As I approached the door to our chambers, it opened. The garden maid came out of it. Garetha bore a basket of dried flowers. As I gazed at her, startled, she glanced up and her eyes met mine. She suddenly flushed a scarlet that all but obscured her freckles. Then she looked aside from me and rushed off down the hall, but not before I had caught sight of the necklace she wore. It was a single charm on a leather strand. The little carved rose was painted white, with a stem inked black. I knew the Fool’s work when I saw it. Had he taken my ill-conceived advice? Inexplicably, my heart sank in my chest. I tapped cautiously at the door and announced myself before I entered. As I shut the door behind me and looked round, I found a perfectly poised Lord Golden ensconced in the cushioned chair before the hearth. For an instant, his amber eyes widened at the sight of my bruises, but just as swiftly he had control of himself.
“I thought you were going out for the day, Tom Badgerlock,” he observed convivially.
Lord Golden blinked slowly. Then he asked, “And did he believe you?”
“Many things take time,” he observed. He swung his gaze back to the fire, and my hopes, which had leapt high but a moment before, moderated themselves. I nodded a silent agreement to his words and went into my room.
I stripped off my clothes and lay down on my narrow bed. I closed my eyes.
The day had taken more from me than I realized. I slept, not just that afternoon, but into the night. Deep and dreamless was my rest, until in the dark of night I found myself nudged from that blissfully empty sleep into that hovering place that is between sleep and waking. What had roused me? I wondered, and then became aware of it. Outside my Skill walls, Nettle wept. She no longer assaulted those walls or entreated me angrily. She simply stood outside them and mourned. Endlessly.
I lifted my hands and covered my eyes as if that would hold her at bay. Then, I drew a deep breath and let my walls collapse. A single step carried my thoughts to hers. I wrapped her in comfort and told her, You worry needlessly, my dear. Both your father and your brother are on their way home to you. They are safe. I promise you this is true. Now. Stop your fretting and rest.

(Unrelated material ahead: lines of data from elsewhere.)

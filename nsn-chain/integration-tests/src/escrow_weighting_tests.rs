// Copyright 2024 Neural Sovereign Network
// This file is part of NSN Chain.
//
// Integration tests for nominee weighting driven by escrow locks.
// Tests that the weighting pallet reads voting power through the escrow view.

use crate::mock::*;
use frame_support::{assert_noop, assert_ok};
use pallet_nsn_vote_weighting::{Error as WeightingError, WeightPoint, MAX_WEIGHT};
use sp_runtime::Perquintill;

fn slope_of(who: AccountId) -> u128 {
    NsnVoteEscrow::last_user_point(&who).slope as u128
}

/// Test that a full-power vote copies the escrow slope into the nominee curve
#[test]
fn test_vote_uses_escrow_slope_and_unlock_time() {
    new_test_ext().execute_with(|| {
        lock(ALICE, 1_000 * NSN, 52 * WEEK);
        add_nominee(1);

        vote(ALICE, 1, MAX_WEIGHT);

        let slope = slope_of(ALICE);
        assert_eq!(slope, 1_000 * NSN / u128::from(MAX_LOCK));
        assert_eq!(NsnVoteEscrow::locked_end(&ALICE), START + 52 * WEEK);
        assert_eq!(
            NsnVoteWeighting::points_weight(1, START + WEEK),
            WeightPoint { bias: slope * u128::from(51 * WEEK), slope }
        );
        assert_eq!(NsnVoteWeighting::changes_weight(1, START + 52 * WEEK), slope);
    });
}

/// Test that allocations across nominees are capped at 100%
#[test]
fn test_allocation_cap_across_nominees() {
    new_test_ext().execute_with(|| {
        lock(ALICE, 1_000 * NSN, 52 * WEEK);
        add_nominee(1);
        add_nominee(2);
        add_nominee(3);

        vote(ALICE, 1, 5_000);
        vote(ALICE, 2, 5_000);
        assert_eq!(NsnVoteWeighting::vote_user_power(ALICE), MAX_WEIGHT);

        assert_noop!(
            NsnVoteWeighting::vote_for_nominee_weights(
                RuntimeOrigin::signed(ALICE),
                key(3),
                CHAIN,
                1
            ),
            WeightingError::<Test>::Overflow
        );
    });
}

/// Test that accounts without a live lock cannot vote
#[test]
fn test_expiring_or_missing_lock_cannot_vote() {
    new_test_ext().execute_with(|| {
        add_nominee(1);

        // Lock ends at the next epoch boundary
        lock(BOB, 100 * NSN, WEEK);
        assert_noop!(
            NsnVoteWeighting::vote_for_nominee_weights(
                RuntimeOrigin::signed(BOB),
                key(1),
                CHAIN,
                MAX_WEIGHT
            ),
            WeightingError::<Test>::LockExpired
        );

        // No lock at all
        assert_noop!(
            NsnVoteWeighting::vote_for_nominee_weights(
                RuntimeOrigin::signed(CHARLIE),
                key(1),
                CHAIN,
                MAX_WEIGHT
            ),
            WeightingError::<Test>::LockExpired
        );
    });
}

/// Test relative weights of nominees backed by proportional locks
#[test]
fn test_relative_weights_follow_locked_amounts() {
    new_test_ext().execute_with(|| {
        lock(ALICE, 1_000 * NSN, 52 * WEEK);
        lock(BOB, 3_000 * NSN, 52 * WEEK);
        add_nominee(1);
        add_nominee(2);

        vote(ALICE, 1, MAX_WEIGHT);
        vote(BOB, 2, MAX_WEIGHT);

        for week in [1u64, 10, 30, 51] {
            let t = START + week * WEEK;
            assert_eq!(
                NsnVoteWeighting::nominee_relative_weight(key(1), CHAIN, t),
                Ok(Perquintill::from_percent(25)),
                "week {}",
                week
            );
            assert_eq!(
                NsnVoteWeighting::nominee_relative_weight(key(2), CHAIN, t),
                Ok(Perquintill::from_percent(75)),
                "week {}",
                week
            );
        }

        // Both locks are over
        assert_eq!(
            NsnVoteWeighting::nominee_relative_weight(key(1), CHAIN, START + 52 * WEEK),
            Ok(Perquintill::zero())
        );
    });
}

/// Test that a new lock after withdrawal feeds a fresh slope into votes
#[test]
fn test_relock_after_withdraw_votes_with_new_slope() {
    new_test_ext().execute_with(|| {
        lock(ALICE, 100 * NSN, 2 * WEEK);
        add_nominee(1);
        vote(ALICE, 1, MAX_WEIGHT);
        let old_slope = slope_of(ALICE);

        // Lock expires and is withdrawn
        advance(2 * WEEK);
        assert_ok!(NsnVoteEscrow::withdraw(RuntimeOrigin::signed(ALICE)));
        assert_eq!(NsnVoteWeighting::nominee_weight_at(1, now()), 0);

        // New, larger lock
        lock(ALICE, 400 * NSN, 52 * WEEK);
        let new_slope = slope_of(ALICE);
        assert!(new_slope > old_slope);

        vote(ALICE, 1, MAX_WEIGHT);

        let next = START + 3 * WEEK;
        assert_eq!(
            NsnVoteWeighting::points_weight(1, next),
            WeightPoint { bias: new_slope * u128::from(51 * WEEK), slope: new_slope }
        );
        assert_eq!(NsnVoteWeighting::vote_user_power(ALICE), MAX_WEIGHT);
    });
}

/// Test that a batch through the real escrow is all or nothing
#[test]
fn test_batch_vote_reverts_as_a_whole() {
    new_test_ext().execute_with(|| {
        lock(ALICE, 1_000 * NSN, 52 * WEEK);
        add_nominee(1);
        add_nominee(2);

        // Second nominee is not registered on chain 2
        assert_noop!(
            NsnVoteWeighting::vote_for_nominee_weights_batch(
                RuntimeOrigin::signed(ALICE),
                vec![key(1), key(2)].try_into().unwrap(),
                vec![CHAIN, 2].try_into().unwrap(),
                vec![4_000, 4_000].try_into().unwrap(),
            ),
            WeightingError::<Test>::NomineeDoesNotExist
        );

        assert_ok!(NsnVoteWeighting::vote_for_nominee_weights_batch(
            RuntimeOrigin::signed(ALICE),
            vec![key(1), key(2)].try_into().unwrap(),
            vec![CHAIN, CHAIN].try_into().unwrap(),
            vec![4_000, 4_000].try_into().unwrap(),
        ));
        assert_eq!(NsnVoteWeighting::vote_user_power(ALICE), 8_000);
    });
}
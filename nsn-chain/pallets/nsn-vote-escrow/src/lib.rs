// Copyright 2024 Neural Sovereign Network
// This file is part of NSN Chain.
//
// NSN Chain is free software: you can redistribute it and/or modify
// it under the terms of the GNU General Public License as published by
// the Free Software Foundation, either version 3 of the License, or
// (at your option) any later version.

//! # NSN Vote Escrow Pallet
//!
//! Time-decaying voting power for locked NSN tokens.
//!
//! ## Overview
//!
//! Accounts lock tokens until an epoch-aligned unlock time and receive voting
//! power `amount / MaxLockDuration * (unlock_time - now)`, decaying linearly to
//! zero at unlock. Locked tokens stay in the owner's account under a
//! [`FreezeReason::VoteEscrow`] freeze that `withdraw` lifts. The pallet keeps:
//! - One lock per account (amount, unlock time)
//! - A per-account checkpoint history of voting power curves
//! - A global checkpoint history of the aggregate curve, densified with one
//!   synthetic point per elapsed epoch
//! - A slope-change schedule keyed by epoch timestamp, so the aggregate curve
//!   is advanced per elapsed epoch rather than per active lock
//!
//! Historical queries binary-search those histories by block number or by
//! timestamp and extrapolate the linear decay from the located point.
//!
//! ## Interface
//!
//! ### Dispatchable Functions
//!
//! - `create_lock`: Lock tokens for a duration
//! - `create_lock_for`: Fund a new lock owned by another account
//! - `increase_amount`: Add tokens to an active lock
//! - `deposit_for`: Add tokens to another account's active lock
//! - `increase_unlock_time`: Push an active lock's unlock time further out
//! - `withdraw`: Reclaim the tokens of an expired lock
//! - `checkpoint`: Catch the global history up to now
//!
//! ### Cross-pallet interfaces
//!
//! - [`VotingEscrow`]: voting power reads, implemented by the pallet and by the
//!   read-only [`VoteEscrowView`]
//! - [`LockManager`]: payer-funded lock writes for vesting-style collaborators

#![cfg_attr(not(feature = "std"), no_std)]

pub use pallet::*;

mod checkpoint;
mod history;
mod traits;
mod types;
mod view;

pub use traits::{LockManager, VotingEscrow};
pub use types::{DepositKind, LockedBalance, Point, MAX_LOCK_AMOUNT};
pub use view::VoteEscrowView;

#[cfg(test)]
mod mock;

#[cfg(feature = "runtime-benchmarks")]
mod benchmarking;

pub mod weights;
pub use weights::WeightInfo;

/// Log target of this pallet.
pub const LOG_TARGET: &str = "runtime::nsn-vote-escrow";
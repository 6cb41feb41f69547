// Copyright 2024 Neural Sovereign Network
// This file is part of NSN Chain.
//
// NSN Chain is free software: you can redistribute it and/or modify
// it under the terms of the GNU General Public License as published by
// the Free Software Foundation, either version 3 of the License, or
// (at your option) any later version.

//! Test utilities for pallet-nsn-vote-weighting

use crate as pallet_nsn_vote_weighting;
use frame_support::{
	construct_runtime, parameter_types,
	traits::{ConstU32, ConstU64, Everything},
};
use frame_system::pallet_prelude::BlockNumberFor;
use pallet_nsn_vote_escrow::{Point, VotingEscrow};
use sp_core::H256;
use sp_runtime::{
	traits::{BlakeTwo256, IdentityLookup},
	BuildStorage, DispatchError,
};
use std::{cell::RefCell, collections::BTreeMap};

pub type AccountId = u64;
pub type BlockNumber = BlockNumberFor<Test>;

type Block = frame_system::mocking::MockBlockU32<Test>;

// Configure mock runtime
construct_runtime!(
	pub enum Test
	{
		System: frame_system,
		Timestamp: pallet_timestamp,
		VoteWeighting: pallet_nsn_vote_weighting,
	}
);

parameter_types! {
	pub const BlockHashCount: u32 = 250;
}

impl frame_system::Config for Test {
	type BaseCallFilter = Everything;
	type BlockWeights = ();
	type BlockLength = ();
	type DbWeight = ();
	type RuntimeOrigin = RuntimeOrigin;
	type RuntimeCall = RuntimeCall;
	type RuntimeTask = RuntimeTask;
	type Nonce = u64;
	type Hash = H256;
	type Hashing = BlakeTwo256;
	type AccountId = AccountId;
	type Lookup = IdentityLookup<Self::AccountId>;
	type Block = Block;
	type RuntimeEvent = RuntimeEvent;
	type BlockHashCount = BlockHashCount;
	type Version = ();
	type PalletInfo = PalletInfo;
	type AccountData = ();
	type OnNewAccount = ();
	type OnKilledAccount = ();
	type SystemWeightInfo = ();
	type SS58Prefix = ();
	type OnSetCode = ();
	type MaxConsumers = ConstU32<16>;
	type SingleBlockMigrations = ();
	type MultiBlockMigrator = ();
	type PreInherents = ();
	type PostInherents = ();
	type PostTransactions = ();
	type ExtensionsWeightInfo = ();
}

impl pallet_timestamp::Config for Test {
	type Moment = u64;
	type OnTimestampSet = ();
	type MinimumPeriod = ConstU64<1>;
	type WeightInfo = ();
}

/// One week
pub const WEEK: u64 = 7 * 86_400;
/// One day
pub const DAY: u64 = 86_400;
/// Four years
pub const MAX_LOCK: u64 = 4 * 365 * 86_400;
/// Genesis time, aligned to an epoch boundary
pub const START: u64 = 2_800 * WEEK;
/// Slope of a voter locking 1 000 tokens (18 decimals) for the maximum duration
pub const SLOPE: i128 = 1_000_000_000_000_000_000_000 / MAX_LOCK as i128;

thread_local! {
	static LOCKS: RefCell<BTreeMap<AccountId, (i128, u64)>> = RefCell::new(BTreeMap::new());
}

/// Give `who` a lock with `slope` ending at `end`
pub fn set_lock(who: AccountId, slope: i128, end: u64) {
	LOCKS.with(|l| l.borrow_mut().insert(who, (slope, end)));
}

/// Give `who` a lock of `SLOPE` ending `weeks` epochs from now
pub fn lock_for_weeks(who: AccountId, weeks: u64) {
	set_lock(who, SLOPE, (now() + weeks * WEEK) / WEEK * WEEK);
}

fn lock_of(who: &AccountId) -> (i128, u64) {
	LOCKS.with(|l| l.borrow().get(who).copied().unwrap_or_default())
}

/// Escrow stand-in whose locks are set directly by tests
pub struct MockVotingEscrow;
impl VotingEscrow<AccountId, BlockNumber> for MockVotingEscrow {
	fn votes(who: &AccountId) -> u128 {
		Self::last_user_point(who).power_at(now()) as u128
	}

	fn past_votes(who: &AccountId, _block: BlockNumber) -> Result<u128, DispatchError> {
		Ok(Self::votes(who))
	}

	fn past_total_supply(_block: BlockNumber) -> Result<u128, DispatchError> {
		Ok(0)
	}

	fn total_supply_locked_at(_ts: u64) -> u128 {
		0
	}

	fn last_user_point(who: &AccountId) -> Point {
		let (slope, end) = lock_of(who);
		let ts = now();
		Point {
			bias: slope * end.saturating_sub(ts) as i128,
			slope,
			ts,
			block_number: System::block_number() as u64,
			balance: 0,
		}
	}

	fn locked_end(who: &AccountId) -> u64 {
		lock_of(who).1
	}

	fn max_lock_duration() -> u64 {
		MAX_LOCK
	}
}

#[cfg(feature = "runtime-benchmarks")]
pub struct MockBenchmarkHelper;
#[cfg(feature = "runtime-benchmarks")]
impl crate::BenchmarkHelper<AccountId> for MockBenchmarkHelper {
	fn setup_voter(who: &AccountId) {
		set_lock(*who, SLOPE, (now() + MAX_LOCK) / WEEK * WEEK);
	}
}

parameter_types! {
	pub const EpochLength: u64 = WEEK;
	pub const VoteCooldown: u64 = 10 * DAY;
	pub static MaxCatchUpEpochs: u32 = 53;
	pub const MaxChainId: u64 = u64::MAX / 2;
	pub const MaxBatchVotes: u32 = 8;
}

impl pallet_nsn_vote_weighting::Config for Test {
	type VotingEscrow = MockVotingEscrow;
	type UnixTime = Timestamp;
	type EpochLength = EpochLength;
	type VoteCooldown = VoteCooldown;
	type MaxCatchUpEpochs = MaxCatchUpEpochs;
	type MaxChainId = MaxChainId;
	type MaxBatchVotes = MaxBatchVotes;
	type WeightInfo = ();
	#[cfg(feature = "runtime-benchmarks")]
	type BenchmarkHelper = MockBenchmarkHelper;
}

// Test accounts
pub const ALICE: AccountId = 1;
pub const BOB: AccountId = 2;
pub const CHARLIE: AccountId = 3;

/// Chain id used for most nominees
pub const CHAIN: u64 = 1;

/// Nominee key `n`
pub fn key(n: u8) -> [u8; 32] {
	[n; 32]
}

pub fn new_test_ext() -> sp_io::TestExternalities {
	let storage = frame_system::GenesisConfig::<Test>::default()
		.build_storage()
		.unwrap();

	let mut ext = sp_io::TestExternalities::new(storage);
	ext.execute_with(|| {
		System::set_block_number(1);
		Timestamp::set_timestamp(START * 1000);
	});
	ext
}

/// Current time in seconds
pub fn now() -> u64 {
	Timestamp::get() / 1000
}

/// Move to the next block, `secs` seconds later
pub fn advance(secs: u64) {
	System::set_block_number(System::block_number() + 1);
	Timestamp::set_timestamp(Timestamp::get() + secs * 1000);
}

// Helper to get last event
pub fn last_event() -> RuntimeEvent {
	System::events().pop().expect("Event expected").event
}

But . . . how can you know this?
Because I do. And I offered her my absolute certainty, and my brief glimpse of Burrich and Swift riding double on a horse.
For a moment, she collapsed into formlessness, so great was her relief. I began to withdraw, but she suddenly clutched at me. It has been so horrid here. First Swift disappeared, and we thought something awful had befallen him. Then the smith in town told Papa that he had asked him which roads led to Buckkeep Castle. Then Papa was furious and rode off in a temper, and Mama has done nothing but either weep or rant since then. She says that of all places in the world, Buckkeep is the most dangerous for Swift. But she will not say why. It frightens me when she is like this. Sometimes she looks at me, and her eyes don’t even see me. Then she either shouts at me to make myself useful or she starts weeping and cannot stop. None of it makes sense. We all have been creeping about the house like mice. And Nim feels as if half of himself is missing, and somehow it is his fault.